Так, еще несколько слов о транспорте. Оставался поезд. Оставались скачущие вдогонку, но всегда отстающие деревья за окнами, оставалась рябь на поверхности кофе и чашка, подносимая ко рту с боязнью – вдруг поезд примется резко тормозить, и тогда все – пятно на белой рубашке, злорадные усмешки более удачливых соседей по ресторану.
Ах, зачем же так долго об этом! Если бы девочки сказали ему, что хотят отправиться в Миннесоту пешком, то он немедленно бы согласился в ответ.
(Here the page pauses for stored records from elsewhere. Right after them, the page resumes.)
// src/handlers/tryout.rs

use std::sync::Arc;

use axum::{
    Extension, Json,
    extract::{Path, Query, State},
    response::IntoResponse,
};
use validator::Validate;

use crate::{
    error::AppError,
    models::{
        attempt::{AnswerSheet, Attempt, ScoreResult, SubmitAnswersRequest},
        exam::{Exam, PresentedExam},
        leaderboard::{DashboardParams, DashboardResponse},
    },
    repository::Store,
    tryout,
    utils::jwt::Claims,
};

/// Lists the tryouts the current learner has purchased.
#[utoipa::path(
    get,
    path = "/api/user/tryout",
    responses((status = 200, description = "Purchased tryouts", body = [Exam])),
    tag = "tryout"
)]
pub async fn list_tryouts(
    State(store): State<Arc<dyn Store>>,
    Extension(claims): Extension<Claims>,
) -> Result<impl IntoResponse, AppError> {
    let learner_id = claims.learner_id()?;
    let exams = tryout::accessible_exams(store.as_ref(), learner_id).await?;

    Ok(Json(exams))
}

/// Returns a tryout with its questions and options, without the answer key.
#[utoipa::path(
    get,
    path = "/api/user/tryout/{id}",
    params(("id" = i64, Path, description = "Tryout id")),
    responses(
        (status = 200, description = "Tryout ready to sit", body = PresentedExam),
        (status = 404, description = "Tryout not found or not purchased")
    ),
    tag = "tryout"
)]
pub async fn get_tryout(
    State(store): State<Arc<dyn Store>>,
    Extension(claims): Extension<Claims>,
    Path(id): Path<i64>,
) -> Result<impl IntoResponse, AppError> {
    let learner_id = claims.learner_id()?;
    let exam = tryout::present_exam(store.as_ref(), learner_id, id).await?;

    Ok(Json(exam))
}

/// Submits answers, scores them and stores a new attempt.
///
/// Every call creates a new attempt; earlier attempts are never touched.
#[utoipa::path(
    post,
    path = "/api/user/tryout/{id}/submit",
    params(("id" = i64, Path, description = "Tryout id")),
    request_body = SubmitAnswersRequest,
    responses(
        (status = 200, description = "Scored and recorded", body = ScoreResult),
        (status = 400, description = "Missing answers"),
        (status = 404, description = "Tryout not found or not purchased")
    ),
    tag = "tryout"
)]
pub async fn submit_tryout(
    State(store): State<Arc<dyn Store>>,
    Extension(claims): Extension<Claims>,
    Path(id): Path<i64>,
    Json(req): Json<SubmitAnswersRequest>,
) -> Result<impl IntoResponse, AppError> {
    let raw = req
        .answers
        .ok_or_else(|| AppError::BadRequest("Missing answers".to_string()))?;

    let learner_id = claims.learner_id()?;
    let answers = AnswerSheet::from_raw(&raw);
    if answers.len() < raw.len() {
        tracing::debug!(
            exam_id = id,
            ignored = raw.len() - answers.len(),
            "Ignoring malformed answer entries"
        );
    }

    let result = tryout::submit(store.as_ref(), learner_id, id, &answers).await?;

    Ok(Json(result))
}

/// Participant count, the caller's attempts and the leaderboard of a tryout.
#[utoipa::path(
    get,
    path = "/api/user/tryout/{id}/dashboard",
    params(("id" = i64, Path, description = "Tryout id"), DashboardParams),
    responses(
        (status = 200, description = "Tryout dashboard", body = DashboardResponse),
        (status = 400, description = "Invalid limit"),
        (status = 404, description = "Tryout not found or not purchased")
    ),
    tag = "tryout"
)]
pub async fn get_dashboard(
    State(store): State<Arc<dyn Store>>,
    Extension(claims): Extension<Claims>,
    Path(id): Path<i64>,
    Query(params): Query<DashboardParams>,
) -> Result<impl IntoResponse, AppError> {
    params.validate()?;

    let learner_id = claims.learner_id()?;
    let limit = params.limit.map(|l| l as usize);
    let dashboard = tryout::dashboard(store.as_ref(), learner_id, id, limit).await?;

    Ok(Json(dashboard))
}

/// One of the caller's attempts with the per-question review.
#[utoipa::path(
    get,
    path = "/api/user/tryout/{id}/hasil/{attempt_id}",
    params(
        ("id" = i64, Path, description = "Tryout id"),
        ("attempt_id" = i64, Path, description = "Attempt id")
    ),
    responses(
        (status = 200, description = "Attempt with review details", body = Attempt),
        (status = 404, description = "Attempt not found")
    ),
    tag = "tryout"
)]
pub async fn get_attempt(
    State(store): State<Arc<dyn Store>>,
    Extension(claims): Extension<Claims>,
    Path((id, attempt_id)): Path<(i64, i64)>,
) -> Result<impl IntoResponse, AppError> {
    let learner_id = claims.learner_id()?;
    let attempt = tryout::attempt(store.as_ref(), learner_id, id, attempt_id).await?;

    Ok(Json(attempt))
}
Как вам угодно, милые мои, только не расставаться, не выпускать вас из рук, не лишаться ваших волшебных запахов, не рассыпать нот ваших волшебных голосов, нет, голосков, голосочков, голосочечков… Нет более уменьшительных суффиксов, нет и не было другой такой нежности, кроме той, что есть сейчас у меня, – мягкой, обволакивающей и бесконечной. Только не раскисать, не позволять глазам увлажняться надолго, не давать пальцам так красноречиво дрожать.
– Значит, так, решено, – крикнул Пикус бодро, – мы едем в Дулут на машине, мы будем слушать музыку, поблескивать табачными огоньками и знать, что именно так и выглядит настоящее счастье, хотя тьфу-тьфу-тьфу, как бы не сглазить.